WHAT THIS TASK INVOLVES: Starting at the top of the entries below, print each line exactly until the line with "question can be" has been printed too.

BEGIN

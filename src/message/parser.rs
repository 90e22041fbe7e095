use super::header::*;
use super::name::*;
use super::question::*;
use super::resource::*;
use super::*;
use crate::error::{Error, Result};

// A Parser allows incrementally parsing a DNS message.
//
// When parsing is started, the Header is parsed. Next, each question can be
// either parsed or skipped. Alternatively, all questions (or answers,
// authorities and additionals) can be parsed in one call.
#[derive(Default)]
pub(crate) struct Parser<'a> {
    msg: &'a [u8],
    header: HeaderInternal,
    section: Section,
    off: usize,
    index: usize,
}

impl<'a> Parser<'a> {
    // start parses the header and enables the parsing of questions.
    pub(crate) fn start(&mut self, msg: &'a [u8]) -> Result<Header> {
        *self = Parser {
            msg,
            ..Default::default()
        };
        self.off = self.header.unpack(msg, 0)?;
        self.section = Section::Questions;
        Ok(self.header.header())
    }

    fn check_advance(&mut self, sec: Section) -> Result<()> {
        if self.section < sec {
            return Err(Error::ErrNotStarted);
        }
        if self.section > sec {
            return Err(Error::ErrSectionDone);
        }
        if self.index == self.header.count(sec) as usize {
            self.index = 0;
            self.next_section();
            return Err(Error::ErrSectionDone);
        }
        Ok(())
    }

    fn next_section(&mut self) {
        self.section = match self.section {
            Section::Questions => Section::Answers,
            Section::Answers => Section::Authorities,
            Section::Authorities => Section::Additionals,
            _ => Section::Done,
        };
    }

    // question parses a single question in the Questions section, returning
    // ErrSectionDone when the section is exhausted.
    pub(crate) fn question(&mut self) -> Result<Question> {
        self.check_advance(Section::Questions)?;

        let mut name = Name::default();
        let mut off = name.unpack(self.msg, self.off)?;

        let mut typ = DnsType::Unsupported;
        off = typ.unpack(self.msg, off)?;

        let mut class = DnsClass::default();
        off = class.unpack(self.msg, off)?;

        self.off = off;
        self.index += 1;
        Ok(Question { name, typ, class })
    }

    // all_questions parses all questions in the message.
    pub(crate) fn all_questions(&mut self) -> Result<Vec<Question>> {
        let mut qs = Vec::with_capacity(self.header.questions as usize);
        loop {
            match self.question() {
                Ok(q) => qs.push(q),
                Err(Error::ErrSectionDone) => return Ok(qs),
                Err(err) => return Err(err),
            }
        }
    }

    fn resource(&mut self, sec: Section) -> Result<Resource> {
        self.check_advance(sec)?;

        let mut header = ResourceHeader::default();
        let mut off = header.unpack(self.msg, self.off)?;

        let body_start = off;
        let (body, new_off) =
            unpack_resource_body(header.typ, self.msg, off, header.length as usize)?;
        off = new_off;

        // The resource body must consume exactly the advertised rdata length.
        if off != body_start + header.length as usize {
            return Err(Error::ErrResourceLen);
        }

        self.off = off;
        self.index += 1;
        Ok(Resource {
            header,
            body: Some(body),
        })
    }

    fn all_resources(&mut self, sec: Section) -> Result<Vec<Resource>> {
        let mut rs = Vec::with_capacity(self.header.count(sec) as usize);
        loop {
            match self.resource(sec) {
                Ok(r) => rs.push(r),
                Err(Error::ErrSectionDone) => return Ok(rs),
                Err(err) => return Err(err),
            }
        }
    }

    // all_answers parses all answer resources in the message.
    pub(crate) fn all_answers(&mut self) -> Result<Vec<Resource>> {
        self.all_resources(Section::Answers)
    }

    // all_authorities parses all authority resources in the message.
    pub(crate) fn all_authorities(&mut self) -> Result<Vec<Resource>> {
        self.all_resources(Section::Authorities)
    }

    // all_additionals parses all additional resources in the message.
    pub(crate) fn all_additionals(&mut self) -> Result<Vec<Resource>> {
        self.all_resources(Section::Additionals)
    }
}
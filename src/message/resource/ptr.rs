use std::any::Any;
use std::collections::HashMap;
use std::fmt;

use super::*;
use crate::error::Result;

// A PtrResource is a PTR resource record: a pointer to another domain name.
#[derive(Default, Debug, Clone)]
pub(crate) struct PtrResource {
    pub(crate) ptr: Name,
}

impl fmt::Display for PtrResource {
    fn fmt(&self, f: &mut fmt::Formatter<'_>) -> fmt::Result {
        write!(f, "PtrResource{{PTR: {}}}", self.ptr)
    }
}

impl ResourceBody for PtrResource {
    fn real_type(&self) -> DnsType {
        DnsType::Ptr
    }

    fn pack(
        &self,
        msg: Vec<u8>,
        compression: &mut Option<HashMap<String, usize>>,
        compression_off: usize,
    ) -> Result<Vec<u8>> {
        self.ptr.pack(msg, compression, compression_off)
    }

    fn unpack(&mut self, msg: &[u8], off: usize, _length: usize) -> Result<usize> {
        self.ptr.unpack(msg, off)
    }

    fn as_any(&self) -> &dyn Any {
        self
    }
}
use std::io;
use std::net::{Ipv4Addr, Ipv6Addr, SocketAddr, UdpSocket};
use std::sync::Arc;

use socket2::{Domain, Protocol, Socket, Type};

use crate::error::{Error, Result};
use crate::iface::{is_link_local_v6, NetInterface};

/// The standard mDNS port (5353).
pub const MDNS_PORT: u16 = 5353;

/// The IPv4 mDNS multicast group (224.0.0.251).
pub const MDNS_GROUP_V4: Ipv4Addr = Ipv4Addr::new(224, 0, 0, 251);

/// The IPv6 mDNS multicast group (ff02::fb).
pub const MDNS_GROUP_V6: Ipv6Addr = Ipv6Addr::new(0xff02, 0, 0, 0, 0, 0, 0, 0xfb);

// Receive buffer size requested for every socket. Bursts of mDNS responses
// on busy networks overflow the default buffer and drop records.
const RECV_BUFFER_SIZE: usize = 1024 * 1024;

// A socket together with its ownership: sockets the engine opened are closed
// when the session tears down (the last Arc drops inside the engine);
// caller-supplied sockets are shared and survive the session.
pub(crate) enum ManagedSocket {
    Owned(UdpSocket),
    Borrowed(Arc<tokio::net::UdpSocket>),
}

impl ManagedSocket {
    // into_async converts the socket for use with the tokio reactor. Must be
    // called within a runtime context.
    pub(crate) fn into_async(self) -> io::Result<Arc<tokio::net::UdpSocket>> {
        match self {
            ManagedSocket::Owned(sock) => Ok(Arc::new(tokio::net::UdpSocket::from_std(sock)?)),
            ManagedSocket::Borrowed(sock) => Ok(sock),
        }
    }
}

// new_reuse_socket opens a nonblocking UDP socket with address and (where
// the platform has it) port reuse, and a widened receive buffer.
fn new_reuse_socket(domain: Domain) -> io::Result<Socket> {
    let sock = Socket::new(domain, Type::DGRAM, Some(Protocol::UDP))?;

    // Other mDNS stacks (Avahi, Bonjour) share the port; reuse is the floor
    // requirement on every platform.
    sock.set_reuse_address(true)?;

    // SO_REUSEPORT exists on most Unixes but not on Windows; where present
    // a failure is advisory only.
    #[cfg(all(unix, not(target_os = "solaris"), not(target_os = "illumos")))]
    if let Err(err) = sock.set_reuse_port(true) {
        log::warn!("failed to set SO_REUSEPORT: {err}");
    }

    if let Err(err) = sock.set_recv_buffer_size(RECV_BUFFER_SIZE) {
        log::warn!("failed to widen receive buffer: {err}");
    }

    sock.set_nonblocking(true)?;
    Ok(sock)
}

// join_multicast_v4 binds an IPv4 socket to the mDNS wildcard address and
// joins the group on every given interface. At least one join must succeed.
pub(crate) fn join_multicast_v4(interfaces: &[NetInterface]) -> Result<UdpSocket> {
    let sock = new_reuse_socket(Domain::IPV4)?;
    let _ = sock.set_multicast_ttl_v4(255);

    let addr: SocketAddr = (Ipv4Addr::UNSPECIFIED, MDNS_PORT).into();
    sock.bind(&addr.into())?;

    let mut joined = 0;
    for iface in interfaces.iter().filter(|i| i.has_v4()) {
        match sock.join_multicast_v4(&MDNS_GROUP_V4, &iface.v4[0]) {
            Ok(()) => joined += 1,
            Err(err) => {
                log::warn!("udp4: join on {} failed: {err}", iface.name);
            }
        }
    }
    if joined == 0 {
        return Err(Error::ErrJoinMulticast { family: "udp4" });
    }

    Ok(sock.into())
}

// join_multicast_v6 is the IPv6 counterpart; groups are joined by interface
// index.
pub(crate) fn join_multicast_v6(interfaces: &[NetInterface]) -> Result<UdpSocket> {
    let sock = new_reuse_socket(Domain::IPV6)?;
    sock.set_only_v6(true)?;
    let _ = sock.set_multicast_hops_v6(255);

    let addr: SocketAddr = (Ipv6Addr::UNSPECIFIED, MDNS_PORT).into();
    sock.bind(&addr.into())?;

    let mut joined = 0;
    for iface in interfaces.iter().filter(|i| i.has_v6()) {
        match sock.join_multicast_v6(&MDNS_GROUP_V6, iface.index) {
            Ok(()) => joined += 1,
            Err(err) => {
                log::warn!("udp6: join on {} failed: {err}", iface.name);
            }
        }
    }
    if joined == 0 {
        return Err(Error::ErrJoinMulticast { family: "udp6" });
    }

    Ok(sock.into())
}

// unicast_listeners binds one socket per eligible interface unicast address.
// Some responders reply directly to the querier instead of the group; these
// sockets catch those replies. Individual bind failures only cost that
// address.
pub(crate) fn unicast_listeners(
    interfaces: &[NetInterface],
    listen_v4: bool,
    listen_v6: bool,
) -> (Vec<UdpSocket>, Vec<UdpSocket>) {
    let mut v4_listeners = vec![];
    let mut v6_listeners = vec![];

    for iface in interfaces {
        if listen_v4 {
            for ip in &iface.v4 {
                if ip.is_loopback() || ip.is_multicast() || ip.is_link_local() {
                    continue;
                }
                match bind_unicast(Domain::IPV4, SocketAddr::from((*ip, MDNS_PORT))) {
                    Ok(sock) => v4_listeners.push(sock),
                    Err(err) => {
                        log::warn!("failed to bind unicast listener on {ip}: {err}");
                    }
                }
            }
        }
        if listen_v6 {
            for ip in &iface.v6 {
                if ip.is_loopback() || ip.is_multicast() || is_link_local_v6(ip) {
                    continue;
                }
                match bind_unicast(Domain::IPV6, SocketAddr::from((*ip, MDNS_PORT))) {
                    Ok(sock) => v6_listeners.push(sock),
                    Err(err) => {
                        log::warn!("failed to bind unicast listener on {ip}: {err}");
                    }
                }
            }
        }
    }

    (v4_listeners, v6_listeners)
}

fn bind_unicast(domain: Domain, addr: SocketAddr) -> io::Result<UdpSocket> {
    let sock = new_reuse_socket(domain)?;
    sock.bind(&addr.into())?;
    Ok(sock.into())
}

END

REPLY TO THE TASK:
filename src/message/parser.rs
repository 90e22041fbe7e095
use super::header::*;
use super::name::*;
use super::question::*;
use super::resource::*;
use super::*;
use crate::error::{Error, Result};

// A Parser allows incrementally parsing a DNS message.
//
// When parsing is started, the Header is parsed. Next, each question can be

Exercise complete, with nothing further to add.